La lobotomia allora è entusiasticamente  reimportata negli USA, e, come spesso li succede, diviene “di massa”.

 

L’idealismo-positivistico, talvolta acritico, della Medicina americana sfocia in un’applicazione indiscriminata della Lobotomia; anche a pazienti ansioso-iperattivi o a soggetti considerati “socialmente devianti”.

Non soltanto malati mentali, ma anche criminali o  persone con disturbi comportamentali: bambini caratteriali , casalighe inquiete , omosessuali  moralmente insani.

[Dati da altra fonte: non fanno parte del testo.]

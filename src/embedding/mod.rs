//! Embedding capability and its provider adapters.
//!
//! The pipeline only sees [`Embedder`]. Adapters for Ollama and OpenAI-compatible endpoints
//! issue HTTP requests directly; [`HashEmbedder`] produces deterministic vectors without any
//! network access.

mod hash;
mod ollama;
mod openai;

pub use hash::HashEmbedder;
pub use ollama::OllamaEmbedder;
pub use openai::OpenAiEmbedder;

use crate::config::{Config, EmbeddingProvider};
use async_trait::async_trait;
use std::sync::Arc;
use thiserror::Error;

/// Errors raised by embedding providers.
#[derive(Debug, Error)]
pub enum EmbeddingClientError {
    /// Provider could not be reached or constructed.
    #[error("Embedding provider unavailable: {0}")]
    ProviderUnavailable(String),
    /// Provider was unable to produce embeddings for the supplied input.
    #[error("Failed to generate embeddings: {0}")]
    GenerationFailed(String),
    /// Provider response could not be decoded.
    #[error("Malformed provider response: {0}")]
    InvalidResponse(String),
    /// Provider returned a different number of vectors than inputs.
    #[error("Embedding provider returned {actual} vectors for {expected} inputs")]
    CountMismatch {
        /// Number of inputs submitted.
        expected: usize,
        /// Number of vectors returned.
        actual: usize,
    },
    /// Returned embedding dimension does not match configuration.
    #[error("Embedding dimension mismatch: expected {expected}, got {actual}")]
    DimensionMismatch {
        /// Dimension configured for the index.
        expected: usize,
        /// Dimension produced by the provider.
        actual: usize,
    },
}

/// Interface implemented by embedding backends.
#[async_trait]
pub trait Embedder: Send + Sync {
    /// Produce one embedding per input text, preserving order.
    async fn embed_documents(
        &self,
        texts: Vec<String>,
    ) -> Result<Vec<Vec<f32>>, EmbeddingClientError>;

    /// Produce a single embedding for a search query.
    async fn embed_query(&self, text: &str) -> Result<Vec<f32>, EmbeddingClientError> {
        let vectors = self.embed_documents(vec![text.to_string()]).await?;
        match <[Vec<f32>; 1]>::try_from(vectors) {
            Ok([vector]) => Ok(vector),
            Err(vectors) => Err(EmbeddingClientError::CountMismatch {
                expected: 1,
                actual: vectors.len(),
            }),
        }
    }
}

/// Build the embedding adapter selected by configuration.
pub fn build_embedder(config: &Config) -> Result<Arc<dyn Embedder>, EmbeddingClientError> {
    tracing::debug!(
        provider = ?config.embedding_provider,
        model = %config.embedding_model,
        dimension = config.embedding_dimension,
        "Building embedding client"
    );
    let embedder: Arc<dyn Embedder> = match config.embedding_provider {
        EmbeddingProvider::Ollama => Arc::new(OllamaEmbedder::new(
            &config.ollama_url,
            &config.embedding_model,
            config.embedding_dimension,
            config.request_timeout,
        )?),
        EmbeddingProvider::OpenAI => Arc::new(OpenAiEmbedder::new(
            config.openai_api_key.as_deref().unwrap_or_default(),
            &config.openai_base_url,
            &config.embedding_model,
            config.embedding_dimension,
            config.request_timeout,
        )?),
        EmbeddingProvider::Hash => Arc::new(HashEmbedder::new(config.embedding_dimension)),
    };
    Ok(embedder)
}

/// Verify that a provider returned one vector per input with the configured dimension.
pub(crate) fn validate_batch(
    inputs: usize,
    dimension: usize,
    vectors: Vec<Vec<f32>>,
) -> Result<Vec<Vec<f32>>, EmbeddingClientError> {
    if vectors.len() != inputs {
        return Err(EmbeddingClientError::CountMismatch {
            expected: inputs,
            actual: vectors.len(),
        });
    }
    if let Some(vector) = vectors.iter().find(|vector| vector.len() != dimension) {
        return Err(EmbeddingClientError::DimensionMismatch {
            expected: dimension,
            actual: vector.len(),
        });
    }
    Ok(vectors)
}
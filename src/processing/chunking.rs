//! Bounded, overlapping text segmentation.
//!
//! Boundaries come from `semchunk-rs`, which splits on the most meaningful separator available
//! (blank lines, newlines, sentence punctuation, then words). Over-budget runs with none of those
//! separators, such as long CJK passages, are cut on character boundaries first. A post-pass prepends the tail of the
//! previous segment to each segment so context around a boundary stays retrievable from both
//! sides, trimming from the front whenever the result would exceed the budget.
//!
//! Lengths are measured by a pluggable counter: Unicode scalar values by default, or tokens of the
//! embedding model's tokenizer (`tiktoken-rs`), with a whitespace counter as the fallback for
//! models `tiktoken` does not know.

use crate::config::{ChunkUnit, EmbeddingProvider};
use anyhow::Error as TokenizerError;
use semchunk_rs::Chunker;
use std::fmt;
use std::sync::Arc;
use thiserror::Error;
use tiktoken_rs::{
    CoreBPE, cl100k_base, get_bpe_from_model, o200k_base, p50k_base, p50k_edit, r50k_base,
};

/// Measures the length of a text segment in the chunker's unit.
pub type LengthCounter = Arc<dyn Fn(&str) -> usize + Send + Sync>;

/// Errors raised while configuring the chunker.
#[derive(Debug, Error)]
pub enum ChunkingError {
    /// Chunk size must be at least one unit.
    #[error("Chunk size must be greater than zero")]
    InvalidChunkSize,
    /// Tokenizer for the embedding model could not be loaded.
    #[error("Failed to load tokenizer for model '{model}'")]
    Tokenizer {
        /// Model the tokenizer was requested for.
        model: String,
        /// Underlying tokenizer failure.
        #[source]
        source: TokenizerError,
    },
}

/// Splits document bodies into ordered, non-empty segments of bounded length.
#[derive(Clone)]
pub struct TextChunker {
    chunk_size: usize,
    overlap: usize,
    unit: ChunkUnit,
    counter: LengthCounter,
}

impl fmt::Debug for TextChunker {
    fn fmt(&self, f: &mut fmt::Formatter<'_>) -> fmt::Result {
        f.debug_struct("TextChunker")
            .field("chunk_size", &self.chunk_size)
            .field("overlap", &self.overlap)
            .field("unit", &self.unit)
            .finish_non_exhaustive()
    }
}
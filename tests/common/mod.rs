#![allow(dead_code)]

use async_trait::async_trait;
use ragsearch::{
    embedding::{Embedder, EmbeddingClientError},
    index::{IndexError, RecordId, SearchResult, VectorIndex, VectorRecord},
    llm::{LanguageModel, LanguageModelError, LlmClientError},
    processing::{SearchService, TextChunker},
};
use reqwest::StatusCode;
use serde_json::{Value, json};
use std::sync::{Arc, Mutex};

pub const DIMENSION: usize = 4;

/// How a fake capability behaves.
#[derive(Clone, Copy, Debug, PartialEq, Eq, Default)]
pub enum Behavior {
    #[default]
    Succeed,
    Fail,
    /// Return one vector fewer than requested.
    ShortBatch,
    Panic,
}

#[derive(Default)]
pub struct FakeEmbedder {
    pub behavior: Behavior,
    /// Behavior for one zero-based call, overriding `behavior`.
    pub on_call: Option<(usize, Behavior)>,
    pub batches: Mutex<Vec<Vec<String>>>,
}

impl FakeEmbedder {
    pub fn with(behavior: Behavior) -> Self {
        Self {
            behavior,
            ..Self::default()
        }
    }

    pub fn on_call(call: usize, behavior: Behavior) -> Self {
        Self {
            on_call: Some((call, behavior)),
            ..Self::default()
        }
    }

    pub fn vector_for(text: &str) -> Vec<f32> {
        let len = text.chars().count() as f32;
        (0..DIMENSION).map(|i| len + i as f32).collect()
    }

    pub fn batches(&self) -> Vec<Vec<String>> {
        self.batches.lock().unwrap().clone()
    }
}

#[async_trait]
impl Embedder for FakeEmbedder {
    async fn embed_documents(
        &self,
        texts: Vec<String>,
    ) -> Result<Vec<Vec<f32>>, EmbeddingClientError> {
        let call = {
            let mut batches = self.batches.lock().unwrap();
            batches.push(texts.clone());
            batches.len() - 1
        };
        let behavior = match self.on_call {
            Some((target, behavior)) if target == call => behavior,
            _ => self.behavior,
        };
        match behavior {
            Behavior::Succeed => Ok(texts.iter().map(|text| Self::vector_for(text)).collect()),
            Behavior::Fail => Err(EmbeddingClientError::ProviderUnavailable(
                "embedder offline".into(),
            )),
            Behavior::ShortBatch => Ok(texts
                .iter()
                .skip(1)
                .map(|text| Self::vector_for(text))
                .collect()),
            Behavior::Panic => panic!("embedder crashed"),
        }
    }
}

#[derive(Debug, Clone, PartialEq)]
pub struct HybridCall {
    pub query: String,
    pub vector: Vec<f32>,
    pub limit: usize,
}

#[derive(Default)]
pub struct RecordingIndex {
    pub behavior: Behavior,
    pub writes: Mutex<Vec<Vec<VectorRecord>>>,
    pub hybrid_calls: Mutex<Vec<HybridCall>>,
    pub similar_calls: Mutex<Vec<(RecordId, usize)>>,
}

impl RecordingIndex {
    pub fn with(behavior: Behavior) -> Self {
        Self {
            behavior,
            ..Self::default()
        }
    }

    pub fn canned_result() -> SearchResult {
        serde_json::from_value(json!({
            "hits": [
                { "id": "1__0", "chunk": "AI is the study of intelligent agents.", "url": null },
                { "id": "2__0", "chunk": "Technology companies invest in AI.", "url": "http://b" }
            ],
            "query": "ignored",
            "processingTimeMs": 4,
            "limit": 2,
            "offset": 0,
            "estimatedTotalHits": 2
        }))
        .unwrap()
    }

    pub fn writes(&self) -> Vec<Vec<VectorRecord>> {
        self.writes.lock().unwrap().clone()
    }

    pub fn hybrid_calls(&self) -> Vec<HybridCall> {
        self.hybrid_calls.lock().unwrap().clone()
    }

    pub fn similar_calls(&self) -> Vec<(RecordId, usize)> {
        self.similar_calls.lock().unwrap().clone()
    }

    fn failure(&self) -> Result<(), IndexError> {
        match self.behavior {
            Behavior::Fail => Err(IndexError::UnexpectedStatus {
                status: StatusCode::SERVICE_UNAVAILABLE,
                body: "index unavailable".into(),
            }),
            _ => Ok(()),
        }
    }
}

#[async_trait]
impl VectorIndex for RecordingIndex {
    async fn add_records(&self, records: Vec<VectorRecord>) -> Result<(), IndexError> {
        self.failure()?;
        self.writes.lock().unwrap().push(records);
        Ok(())
    }

    async fn hybrid_search(
        &self,
        query: &str,
        vector: Vec<f32>,
        limit: usize,
    ) -> Result<SearchResult, IndexError> {
        self.hybrid_calls.lock().unwrap().push(HybridCall {
            query: query.to_string(),
            vector,
            limit,
        });
        self.failure()?;
        Ok(Self::canned_result())
    }

    async fn similarity_search(
        &self,
        id: &RecordId,
        limit: usize,
    ) -> Result<SearchResult, IndexError> {
        self.similar_calls.lock().unwrap().push((id.clone(), limit));
        self.failure()?;
        Ok(Self::canned_result())
    }
}

pub struct FakeLanguageModel {
    pub keywords: String,
    pub summary: String,
    pub keyword_behavior: Behavior,
    pub summary_behavior: Behavior,
    pub keyword_calls: Mutex<Vec<String>>,
    pub summary_calls: Mutex<Vec<(String, Vec<Value>)>>,
}

impl Default for FakeLanguageModel {
    fn default() -> Self {
        Self {
            keywords: "AI, technology".into(),
            summary: "AI is the study of intelligent agents.".into(),
            keyword_behavior: Behavior::Succeed,
            summary_behavior: Behavior::Succeed,
            keyword_calls: Mutex::new(Vec::new()),
            summary_calls: Mutex::new(Vec::new()),
        }
    }
}

impl FakeLanguageModel {
    pub fn keyword_calls(&self) -> Vec<String> {
        self.keyword_calls.lock().unwrap().clone()
    }

    pub fn summary_calls(&self) -> Vec<(String, Vec<Value>)> {
        self.summary_calls.lock().unwrap().clone()
    }
}

#[async_trait]
impl LanguageModel for FakeLanguageModel {
    async fn extract_keywords(&self, query: &str) -> Result<String, LanguageModelError> {
        self.keyword_calls.lock().unwrap().push(query.to_string());
        match self.keyword_behavior {
            Behavior::Fail => Err(LanguageModelError::KeywordExtraction(
                LlmClientError::GenerationFailed("keyword model offline".into()),
            )),
            _ => Ok(self.keywords.clone()),
        }
    }

    async fn summarize(&self, query: &str, hits: &[Value]) -> Result<String, LanguageModelError> {
        self.summary_calls
            .lock()
            .unwrap()
            .push((query.to_string(), hits.to_vec()));
        match self.summary_behavior {
            Behavior::Fail => Err(LanguageModelError::Summarization(
                LlmClientError::GenerationFailed("summary model offline".into()),
            )),
            _ => Ok(self.summary.clone()),
        }
    }
}

pub struct Harness {
    pub embedder: Arc<FakeEmbedder>,
    pub index: Arc<RecordingIndex>,
    pub llm: Arc<FakeLanguageModel>,
    pub service: Arc<SearchService>,
}

impl Harness {
    pub fn new(embedder: FakeEmbedder, index: RecordingIndex, llm: FakeLanguageModel) -> Self {
        let embedder = Arc::new(embedder);
        let index = Arc::new(index);
        let llm = Arc::new(llm);
        let chunker = TextChunker::characters(4000, 200).unwrap();
        let service = Arc::new(SearchService::new(
            chunker,
            embedder.clone(),
            index.clone(),
            llm.clone(),
        ));
        Self {
            embedder,
            index,
            llm,
            service,
        }
    }

    pub fn healthy() -> Self {
        Self::new(
            FakeEmbedder::default(),
            RecordingIndex::default(),
            FakeLanguageModel::default(),
        )
    }
}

Si distingue il dr. Walter Freeman,  neurologo della George Washington University.

Gira su e giù per gli States con un’auto denominata “lobotomobile”.

Perfeziona, si fa per dire, la tecnica di Moriz, utilizzando “scalpello e martello”.

Pratica infatti, anche a domicilio, un’incisione poco sopra gli occhi del paziente, sottoposto a scosse elettriche a fini anestetici, e poi ….via di martello-scalpello.

Gli interventi di Freeman sono parecchi; migliaia.

Le poche proteste giungono dai soliti…Comunisti dell’ Unione Sovietica, che però, a onor del vero,  “curano” i cittadini scomodi con overdose di psicofarmaci (il “neurocomunismo”).

 

Un caso famoso di lobotomia è quello di Rosemary Kennedy, sorella di John e Bob Kennedy.

Rosemary è una ragazza con ritardo mentale, iperattiva.

Ha difficoltà  scolastiche.

Il padre, Joseph Kennedy è particolarmente preoccupato per la sua condotta sessuale, un po’ troppo libera e disinvolta:  teme ripercussioni negative per la carriera politica dei figli maschi.

Allora, nel 1941, all’insaputa della moglie, fa sottoporre la ragazza a lobotomia. L’operazione riesce  “perfettamente” e Rosemary, perde ogni capacità di agire in maniera autonoma.

Vive così,  fino a 86anni, in un lussuoso manicomio, senza più infastidire  padre e fratelli.

 

La lobotomia, comunque, non porta fortuna ai suoi due sostenitori.

Infatti Moniz, Nobel a parte, viene ucciso da un paziente, forse non “perfettamente” lobotomizzato, con un colpo d’arma da fuoco alla   schiena.

E Freeman, che ammazza una donna colpendola troppo pesantemente col famigerato scalpello, viene privato dell’abilitazione professionale e quindi della licenza ad operare.

 

Ovviamente oggi la tecnica è abbandonata, verosimilmente perseguibile deontologicamente e penalmente.

 

L’orrore di questa pratica viene timidamente diffusa già nel 1958 da Tennessee Williams, fratello di una lobotomizzata, con un pezzo teatrale  titolato Improvvisamente l’estate scorsa.

Il grande pubblico ne viene a conoscenza solo nel 1975 con il film-Oscar Qualcuno volò sul nido del cuculo, interpretato da Jack Nicholson,

 

Ma sul petto di Moniz, sepolto ormai da quasi quarant’anni, resta appuntata una medaglia di un Nobel sbagliato.

E Christine Johnson,  che conduce una campagna in difesa delle vittime da lobotomia, non ha ottenuto dalla Fondazione Nobel, la revoca del riconoscimento, perché il Premio Nobel una volta assegnato, è … “per sempre”.